Ritesh Bhat, Anandaroop Chakrabarti and Harish Krishnaswamy Department of Electrical Engineering, Columbia University, New York, NY-10027

Abstract—Technology scaling, which has enabled operation at mmWave frequencies in CMOS, has also brought with it a steady decrease in the breakdown voltages of the transistors. The resulting fall in output power of power amplifiers (PAs) combined with the low efficiency due to poor device gain and lossy passive components has led to research efforts towards efficient yet linear high output PAs at mmWave. This paper discusses key advances toward this goal, namely device stacking, mmWave switch-mode operation, large-scale power combining and linearization techniques capable of supporting multi-Gbps complex modulations efficiently.

#### I. INTRODUCTION

Aggressive scaling of CMOS processes has enabled integrated circuits to operate in the mmWave regime (30-300 GHz). For a power amplifier (PA) designer, while the shrinking device size and resulting increase in transistor speed (related to their  $f_T$  which is scaling rapidly) are highly desirable, the decreasing breakdown voltages of the devices severely limit the maximum possible output power of PAs in these technologies. Another challenge is to overcome the lower PA efficiencies at these frequencies due to low available gain of the transistors (related to their  $f_{max}$  which is scaling slowly) and the poor quality of on-chip passive components.

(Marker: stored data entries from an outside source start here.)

//! RMS energy envelopes

use super::EPSILON;

/// Calculate RMS of a slice
pub fn rms(samples: &[f64]) -> f64 {
    if samples.is_empty() {
        return 0.0;
    }
    let sum_sq: f64 = samples.iter().map(|&x| x * x).sum();
    (sum_sq / samples.len() as f64).sqrt()
}

/// Framed RMS envelope
///
/// Frames start at sample 0 and advance by `hop`; only full frames are used.
/// A signal shorter than one frame yields a single value over the whole
/// signal so short clips still have an envelope.
pub fn rms_envelope(samples: &[f64], frame: usize, hop: usize) -> Vec<f64> {
    if samples.is_empty() || frame == 0 || hop == 0 {
        return Vec::new();
    }
    if samples.len() <= frame {
        return vec![rms(samples)];
    }
    let num_frames = (samples.len() - frame) / hop + 1;
    (0..num_frames)
        .map(|i| {
            let start = i * hop;
            rms(&samples[start..start + frame])
        })
        .collect()
}

/// Envelope in dB using `20 * log10(x + 1e-10)`
pub fn to_db_envelope(envelope: &[f64]) -> Vec<f64> {
    envelope.iter().map(|&v| 20.0 * (v + EPSILON).log10()).collect()
}

/// Frames per second for a given hop
pub fn frames_per_second(sample_rate: u32, hop: usize) -> f64 {
    sample_rate as f64 / hop as f64
}

#[cfg(test)]
mod tests {
    use super::*;

    // ==========================================================================
    // RMS (Root Mean Square) TESTS
    // ==========================================================================
    //
    // RMS = sqrt(mean(samples²)). A sine wave has RMS = peak / √2.
    // ==========================================================================

    #[test]
    fn test_rms_constant() {
        assert!((rms(&[0.5, 0.5, 0.5, 0.5]) - 0.5).abs() < 1e-12);
    }

    #[test]
    fn test_rms_symmetric() {
        assert!((rms(&[1.0, -1.0, 1.0, -1.0]) - 1.0).abs() < 1e-12);
    }

    #[test]
    fn test_rms_empty() {
        assert_eq!(rms(&[]), 0.0);
    }

    #[test]
    fn test_rms_sine() {
        let sine: Vec<f64> = (0..22050)
            .map(|i| (2.0 * std::f64::consts::PI * 441.0 * i as f64 / 22050.0).sin())
            .collect();
        assert!((rms(&sine) - std::f64::consts::FRAC_1_SQRT_2).abs() < 1e-3);
    }

    #[test]
    fn test_envelope_frame_count() {
        let samples = vec![0.1; 4096];
        let env = rms_envelope(&samples, 2048, 512);
        assert_eq!(env.len(), 5);
        assert!(env.iter().all(|&v| (v - 0.1).abs() < 1e-12));
    }

    #[test]
    fn test_envelope_short_signal() {
        let env = rms_envelope(&[0.3, -0.3], 2048, 512);
        assert_eq!(env.len(), 1);
        assert!((env[0] - 0.3).abs() < 1e-12);
    }

    #[test]
    fn test_db_envelope_silence_is_finite() {
        let db = to_db_envelope(&[0.0, 1.0]);
        assert!((db[0] + 200.0).abs() < 1e-9);
        assert!(db[1].abs() < 1e-6);
    }
}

This paper reviews the technique of device stacking, an active voltage summing technique where a series stack of devices operates off a linearly larger supply voltage by distributing the enhanced output swing equally across the devices in the stack [1]–[4]. Recent trends toward inherently high efficiency switching PA classes like Class-E, D<sup>-1</sup> etc. at RF frequencies have seen improved efficiencies since they eliminate the coexistence of voltage across and current through the devices. We describe a loss-aware class-E design methodology [3], [5] that enables the implementation of stacked Class-E-like PAs in bulk and SOI CMOS processes at mmWave frequencies with output powers in the 17-20 dBm range and efficiencies in the 20-35% range. A large-scale low-loss power combiner introduced in [6] is used to combine 8 4-stacked PAs on-chip to produce 26-27 dBm (0.4-0.5 W) across 33-46 GHz [6].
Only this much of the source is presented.